_Instructions to follow:_ For the entries below, how many lines contain the word "PendingSleeper"? Reply with the number and nothing else.

Supplied material START

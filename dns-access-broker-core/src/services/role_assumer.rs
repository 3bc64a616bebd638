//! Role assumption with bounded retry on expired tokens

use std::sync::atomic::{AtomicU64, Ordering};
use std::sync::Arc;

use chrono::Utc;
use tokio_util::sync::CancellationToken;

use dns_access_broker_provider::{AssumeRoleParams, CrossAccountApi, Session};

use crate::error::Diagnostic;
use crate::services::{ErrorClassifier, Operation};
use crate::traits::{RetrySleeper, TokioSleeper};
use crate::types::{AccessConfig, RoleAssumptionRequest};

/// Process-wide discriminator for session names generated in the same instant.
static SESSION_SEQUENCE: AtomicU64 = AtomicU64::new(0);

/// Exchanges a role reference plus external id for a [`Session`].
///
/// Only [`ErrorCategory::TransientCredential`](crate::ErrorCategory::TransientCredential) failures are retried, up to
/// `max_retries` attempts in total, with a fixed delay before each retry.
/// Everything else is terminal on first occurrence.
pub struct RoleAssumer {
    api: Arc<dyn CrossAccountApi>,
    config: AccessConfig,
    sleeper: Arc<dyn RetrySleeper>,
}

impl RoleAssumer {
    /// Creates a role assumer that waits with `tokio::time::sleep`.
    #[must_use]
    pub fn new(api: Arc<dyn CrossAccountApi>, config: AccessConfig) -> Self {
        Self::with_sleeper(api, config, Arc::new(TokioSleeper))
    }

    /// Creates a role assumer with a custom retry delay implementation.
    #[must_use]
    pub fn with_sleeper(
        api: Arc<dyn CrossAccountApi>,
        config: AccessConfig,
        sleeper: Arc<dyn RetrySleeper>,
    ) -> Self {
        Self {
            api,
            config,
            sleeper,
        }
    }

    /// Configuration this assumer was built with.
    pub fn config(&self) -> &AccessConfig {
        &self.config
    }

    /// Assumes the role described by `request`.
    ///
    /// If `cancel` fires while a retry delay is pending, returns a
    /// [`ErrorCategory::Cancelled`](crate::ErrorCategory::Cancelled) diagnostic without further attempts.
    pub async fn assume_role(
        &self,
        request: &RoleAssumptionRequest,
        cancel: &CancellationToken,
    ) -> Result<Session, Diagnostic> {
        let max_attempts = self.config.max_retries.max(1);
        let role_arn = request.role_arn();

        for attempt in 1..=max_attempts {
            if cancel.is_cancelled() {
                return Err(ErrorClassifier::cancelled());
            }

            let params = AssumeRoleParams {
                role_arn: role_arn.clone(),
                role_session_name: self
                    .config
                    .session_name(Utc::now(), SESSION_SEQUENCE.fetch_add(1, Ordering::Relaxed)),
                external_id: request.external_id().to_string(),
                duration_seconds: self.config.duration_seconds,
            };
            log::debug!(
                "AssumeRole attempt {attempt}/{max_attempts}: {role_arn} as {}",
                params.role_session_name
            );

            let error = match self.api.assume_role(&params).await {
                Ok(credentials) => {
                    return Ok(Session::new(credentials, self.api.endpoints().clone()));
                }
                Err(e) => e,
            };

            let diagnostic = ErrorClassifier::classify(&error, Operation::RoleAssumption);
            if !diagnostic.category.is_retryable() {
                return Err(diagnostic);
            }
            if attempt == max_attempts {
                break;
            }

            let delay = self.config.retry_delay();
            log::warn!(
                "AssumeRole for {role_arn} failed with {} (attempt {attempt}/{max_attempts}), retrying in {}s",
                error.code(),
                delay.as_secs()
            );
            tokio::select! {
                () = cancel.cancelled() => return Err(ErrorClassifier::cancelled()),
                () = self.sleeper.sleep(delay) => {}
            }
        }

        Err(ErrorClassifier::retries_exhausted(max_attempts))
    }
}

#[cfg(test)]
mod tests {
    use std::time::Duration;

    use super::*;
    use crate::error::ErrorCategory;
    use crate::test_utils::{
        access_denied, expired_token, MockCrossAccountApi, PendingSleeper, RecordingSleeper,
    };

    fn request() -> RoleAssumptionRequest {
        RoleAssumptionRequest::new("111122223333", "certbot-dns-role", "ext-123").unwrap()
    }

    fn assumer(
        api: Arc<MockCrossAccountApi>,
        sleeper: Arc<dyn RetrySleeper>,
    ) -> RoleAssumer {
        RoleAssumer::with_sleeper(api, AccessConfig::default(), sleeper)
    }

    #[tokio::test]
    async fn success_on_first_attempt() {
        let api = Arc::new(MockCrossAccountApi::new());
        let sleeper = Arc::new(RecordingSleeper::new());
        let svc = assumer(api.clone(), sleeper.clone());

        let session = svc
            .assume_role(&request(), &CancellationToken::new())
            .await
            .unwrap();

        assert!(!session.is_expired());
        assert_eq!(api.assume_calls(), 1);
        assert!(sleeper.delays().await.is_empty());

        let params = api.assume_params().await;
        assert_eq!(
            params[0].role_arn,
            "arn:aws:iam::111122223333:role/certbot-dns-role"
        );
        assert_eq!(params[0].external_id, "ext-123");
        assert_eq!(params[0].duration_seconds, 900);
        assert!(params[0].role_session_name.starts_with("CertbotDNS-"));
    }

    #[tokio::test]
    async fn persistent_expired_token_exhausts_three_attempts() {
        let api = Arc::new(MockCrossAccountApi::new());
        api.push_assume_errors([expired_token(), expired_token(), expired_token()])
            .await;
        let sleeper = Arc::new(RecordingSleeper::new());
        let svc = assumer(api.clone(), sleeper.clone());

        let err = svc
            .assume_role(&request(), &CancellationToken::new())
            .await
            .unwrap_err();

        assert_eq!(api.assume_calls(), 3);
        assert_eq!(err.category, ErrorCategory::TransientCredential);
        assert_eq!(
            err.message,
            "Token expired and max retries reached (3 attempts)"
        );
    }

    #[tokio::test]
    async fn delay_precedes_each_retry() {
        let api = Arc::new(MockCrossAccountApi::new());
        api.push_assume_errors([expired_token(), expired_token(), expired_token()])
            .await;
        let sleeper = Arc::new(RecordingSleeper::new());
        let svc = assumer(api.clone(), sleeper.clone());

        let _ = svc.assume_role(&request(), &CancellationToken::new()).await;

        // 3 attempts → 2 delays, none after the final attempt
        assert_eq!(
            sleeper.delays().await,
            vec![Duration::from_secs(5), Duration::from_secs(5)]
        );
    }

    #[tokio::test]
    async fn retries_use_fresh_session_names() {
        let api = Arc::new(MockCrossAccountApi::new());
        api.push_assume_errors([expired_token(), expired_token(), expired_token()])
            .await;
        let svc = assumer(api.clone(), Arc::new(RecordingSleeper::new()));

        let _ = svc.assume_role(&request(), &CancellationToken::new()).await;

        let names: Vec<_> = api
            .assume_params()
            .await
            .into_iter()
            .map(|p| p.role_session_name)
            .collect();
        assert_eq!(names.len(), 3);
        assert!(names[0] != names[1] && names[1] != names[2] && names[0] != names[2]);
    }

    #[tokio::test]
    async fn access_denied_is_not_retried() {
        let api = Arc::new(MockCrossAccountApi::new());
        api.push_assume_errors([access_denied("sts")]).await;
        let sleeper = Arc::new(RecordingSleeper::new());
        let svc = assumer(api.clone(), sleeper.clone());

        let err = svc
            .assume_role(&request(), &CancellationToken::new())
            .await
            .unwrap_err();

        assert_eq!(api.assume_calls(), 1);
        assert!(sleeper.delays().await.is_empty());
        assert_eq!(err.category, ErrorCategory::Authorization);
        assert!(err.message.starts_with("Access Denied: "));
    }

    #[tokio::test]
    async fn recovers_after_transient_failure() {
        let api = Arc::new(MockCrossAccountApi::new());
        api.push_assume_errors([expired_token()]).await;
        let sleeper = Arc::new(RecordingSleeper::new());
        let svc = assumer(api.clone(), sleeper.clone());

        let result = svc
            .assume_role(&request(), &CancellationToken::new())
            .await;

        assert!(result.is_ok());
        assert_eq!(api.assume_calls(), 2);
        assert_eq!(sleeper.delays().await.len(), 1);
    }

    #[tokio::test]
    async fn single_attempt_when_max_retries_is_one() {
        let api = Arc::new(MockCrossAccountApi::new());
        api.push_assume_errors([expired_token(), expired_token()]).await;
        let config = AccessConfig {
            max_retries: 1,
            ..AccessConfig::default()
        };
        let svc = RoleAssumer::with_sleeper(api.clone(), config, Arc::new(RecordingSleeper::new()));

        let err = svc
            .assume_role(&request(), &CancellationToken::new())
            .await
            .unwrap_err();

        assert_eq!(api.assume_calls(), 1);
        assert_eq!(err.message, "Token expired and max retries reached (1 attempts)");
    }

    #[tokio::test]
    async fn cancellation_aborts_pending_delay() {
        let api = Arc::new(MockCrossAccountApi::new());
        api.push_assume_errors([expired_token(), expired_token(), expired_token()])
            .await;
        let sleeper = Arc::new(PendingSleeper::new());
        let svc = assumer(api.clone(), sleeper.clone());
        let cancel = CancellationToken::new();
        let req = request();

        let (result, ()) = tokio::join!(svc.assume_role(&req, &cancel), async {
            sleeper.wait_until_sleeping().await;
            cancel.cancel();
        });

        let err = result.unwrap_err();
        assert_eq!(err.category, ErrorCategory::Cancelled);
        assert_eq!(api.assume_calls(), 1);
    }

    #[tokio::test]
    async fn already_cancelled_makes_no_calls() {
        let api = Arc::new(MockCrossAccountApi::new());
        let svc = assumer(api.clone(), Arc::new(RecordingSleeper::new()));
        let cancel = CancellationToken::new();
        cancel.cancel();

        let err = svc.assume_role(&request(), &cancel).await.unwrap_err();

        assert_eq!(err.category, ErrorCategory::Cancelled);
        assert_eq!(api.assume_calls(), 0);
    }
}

Supplied material END

_Result below:_ 2